Figure 5. Optogenetic inactivation of the POm during an active goal-directed task.

(A) Left, experimental design. The inhibitory opsin, archaerhodopsin (ArchT) was unilaterally injected into the POm and a fiber-optic cannula was chronically inserted into the brain. Right, localized ArchT spread in POm and fiber-optic track (dotted line), bar = 1 mm. POm was photoinactivated (590 nm, 5 mW, 2 s) either 500 ms prior to, and during the stimulus (S) and response (Rs) epochs (Stim/Resp), or during the reward epoch (Rw) in expert mice performing the ‘action’ goal-directed task. (B) Behavioral performance (d prime) for LED OFF vs LED ON during the stim/response epoch (n = 9 mice). Wilcoxon matched-pairs signed rank test. (C) z-Score during (left) HIT and (right) false alarm for LED OFF vs LED ON during the stim/response epoch (n = 9 mice). Wilcoxon matched-pairs signed rank test. (D) Latency to the first response lick in LED OFF vs LED ON during the stim/response epoch. Wilcoxon matched-pairs signed rank test. (E) Behavioral performance (d prime) during LED OFF and LED ON during the reward epoch in expert mice performing the ‘action’ goal-directed task (n = 5 mice). Wilcoxon matched-pairs signed rank test. (F) Normalized latency to the first response lick during LED ON in the stim/response epoch (solid) and reward (empty) epoch (normalized to the latency to the first lick during LED OFF). Line, median. Mann–Whitney test. Individual values are shown. *p < 0.05.

Figure 5—figure supplement 1. POm neurons are partially photoinhibited by 590 nm LED.

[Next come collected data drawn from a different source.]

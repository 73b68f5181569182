// Copyright (c) Microsoft Corporation.
// Licensed under the MIT License.

//! Cache keys.

use gateway_store::ItemIdentity;
use xxhash_rust::xxh3::xxh3_64;

use crate::Operation;

/// The partition scope of a cached query.
#[derive(Clone, Debug, PartialEq, Eq, Hash)]
pub enum QueryScope {
    /// The query was scoped to one logical partition.
    Partition(String),
    /// The query spanned the whole container.
    Container,
}

/// The key of an integrated cache entry.
#[derive(Clone, Debug, PartialEq, Eq, Hash)]
pub enum CacheKey {
    /// A point-read entry.
    Item {
        /// The item id.
        id: String,
        /// The item partition key.
        partition_key: String,
    },
    /// A query result entry.
    Query {
        /// Hash of the normalized query text.
        hash: u64,
        /// The partition scope of the query.
        scope: QueryScope,
    },
}

impl CacheKey {
    /// Returns `true` if this key addresses a point-read entry.
    #[must_use]
    pub fn is_item(&self) -> bool {
        matches!(self, Self::Item { .. })
    }
}

/// Derives cache keys from operations.
///
/// Query texts are matched exactly after normalization: leading and trailing
/// whitespace is trimmed and inner whitespace runs collapse to a single space.
/// No other equivalence is recognized, so `SELECT * FROM c` and
/// `select * from c` produce different keys.
///
/// # Examples
///
/// ```
/// use dedicated_gateway::{CacheKey, CacheKeyBuilder, Operation};
///
/// let a = CacheKeyBuilder::build_key(&Operation::query("SELECT *  FROM c"));
/// let b = CacheKeyBuilder::build_key(&Operation::query(" SELECT * FROM c "));
/// assert_eq!(a, b);
///
/// let read = CacheKeyBuilder::build_key(&Operation::point_read("doc", "pk"));
/// assert!(read.is_some_and(|key| key.is_item()));
/// ```
#[derive(Clone, Copy, Debug, Default)]
pub struct CacheKeyBuilder;

impl CacheKeyBuilder {
    /// Returns the cache key of a point read or a query.
    ///
    /// Writes have no key. Batched reads have no single key either; each of
    /// their identities is keyed with [`item_key`](Self::item_key).
    #[must_use]
    pub fn build_key(operation: &Operation) -> Option<CacheKey> {
        match operation {
            Operation::PointRead(identity) => Some(Self::item_key(identity)),
            Operation::Query { text, partition_key } => Some(Self::query_key(text, partition_key.as_deref())),
            Operation::Create(_) | Operation::Replace { .. } | Operation::ReadMany(_) => None,
        }
    }

    /// Returns the point-read key of an item.
    #[must_use]
    pub fn item_key(identity: &ItemIdentity) -> CacheKey {
        CacheKey::Item {
            id: identity.id().to_owned(),
            partition_key: identity.partition_key().to_owned(),
        }
    }

    /// Returns the key of a query result.
    #[must_use]
    pub fn query_key(text: &str, partition_key: Option<&str>) -> CacheKey {
        let scope = partition_key.map_or(QueryScope::Container, |pk| QueryScope::Partition(pk.to_owned()));
        CacheKey::Query {
            hash: xxh3_64(normalize_query(text).as_bytes()),
            scope,
        }
    }
}

fn normalize_query(text: &str) -> String {
    text.split_whitespace().collect::<Vec<_>>().join(" ")
}

#[cfg(test)]
mod tests {
    use gateway_store::Payload;

    use super::*;

    #[test]
    fn normalize_collapses_whitespace() {
        assert_eq!(normalize_query("  SELECT *\n\tFROM   c "), "SELECT * FROM c");
    }

    #[test]
    fn query_keys_are_case_sensitive() {
        assert_ne!(
            CacheKeyBuilder::query_key("SELECT * FROM c", None),
            CacheKeyBuilder::query_key("select * from c", None)
        );
    }

    #[test]
    fn query_scope_is_part_of_the_key() {
        let container = CacheKeyBuilder::query_key("SELECT * FROM c", None);
        let partition = CacheKeyBuilder::query_key("SELECT * FROM c", Some("pk"));

        assert_ne!(container, partition);
        assert!(matches!(
            partition,
            CacheKey::Query {
                scope: QueryScope::Partition(ref pk),
                ..
            } if pk == "pk"
        ));
    }

    #[test]
    fn point_read_key_matches_item_key() {
        let identity = ItemIdentity::new("doc", "pk");
        assert_eq!(
            CacheKeyBuilder::build_key(&Operation::PointRead(identity.clone())),
            Some(CacheKeyBuilder::item_key(&identity))
        );
    }

    #[test]
    fn same_id_in_different_partitions_differs() {
        assert_ne!(
            CacheKeyBuilder::item_key(&ItemIdentity::new("doc", "a")),
            CacheKeyBuilder::item_key(&ItemIdentity::new("doc", "b"))
        );
    }

    #[test]
    fn writes_and_batches_have_no_key() {
        assert!(CacheKeyBuilder::build_key(&Operation::create("a", "a", Payload::new())).is_none());
        assert!(CacheKeyBuilder::build_key(&Operation::replace(ItemIdentity::new("a", "a"), Payload::new())).is_none());
        assert!(CacheKeyBuilder::build_key(&Operation::read_many([ItemIdentity::new("a", "a")])).is_none());
    }
}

(A) The inhibitory opsin, archaerhodopsin (ArchT) was unilaterally injected into the POm and after 10–14 days, the brain was sectioned into 300-μm thick slices. Whole-cell patch clamp voltage recordings were then performed in POm neurons expressing ArchT. (B) Voltage recording during 590 nm light exposure from an example POm neuron (top) at rest and (bottom) during a current step injection (30 pA; 2 s). (C) Photoinhibition caused a decrease in evoked action potentials during different current steps (20, 30, and 60 pA) for example in (B). Control (Ctrl) firing was determined during current step injection in the absence of LED. (D) Action potential firing evoked during current step injections (0–100, 100–200, and 200–300 pA) was partially inhibited during LED (0–100 pA, p = 0.031; 100–200 pA, p = 0.016; 200–300 pA, p = 0.004; Wilcoxon matched-pairs signed rank test). (E) Voltage response at rest at the start of the LED pulse (300 ms, light orange) normalized to the steady-state ‘end’ voltage (300 ms prior to end of pulse; p = 0.031; Wilcoxon matched-pairs signed rank test). Note, photosuppression would be less effective in vivo than in vitro due to different light penetration and scattering.

Figure 5—figure supplement 2. LED in POm does not alter goal-directed behavior.

(A) Behavioral task design. Mice were either injected with the inhibitory opsin, AAV-ArchT or the Green Fluorescent Protein control, AAV-GFP. Mice were then habituated to head-restraint and trained to report the detection of a tactile stimulus (200 Hz, 500 ms) by licking a reward port. Correct responses were rewarded with sucrose water reward (10 μl, 10% sucrose). Incorrect responses were punished with a timeout. (B) The number of training sessions required to reach expert performance (>80% correct) in the tactile goal-directed task in mice previously injected with AAV-ArchT (orange) or AAV-GFP (green). (C) Performance, measured as percent correct, in expert mice (p = 0.15; unpaired t-test). (D) Behavioral performance (d prime) for LED OFF vs ON trials (n = 9 mice) in mice previously injected with AAV-GFP (green). (E) Hit rate in expert mice (p = 0.11; unpaired t-test). (F) False alarm (FA) rate in expert mice (p = 0.21; unpaired t-test). Mice are considered expert when >80% correct performance in the tactile goal-directed task. AAV-ArchT, orange, n = 9 mice; AAV-GFP, green, n = 9 mice. All data passed normality test (Shapiro–Wilk test).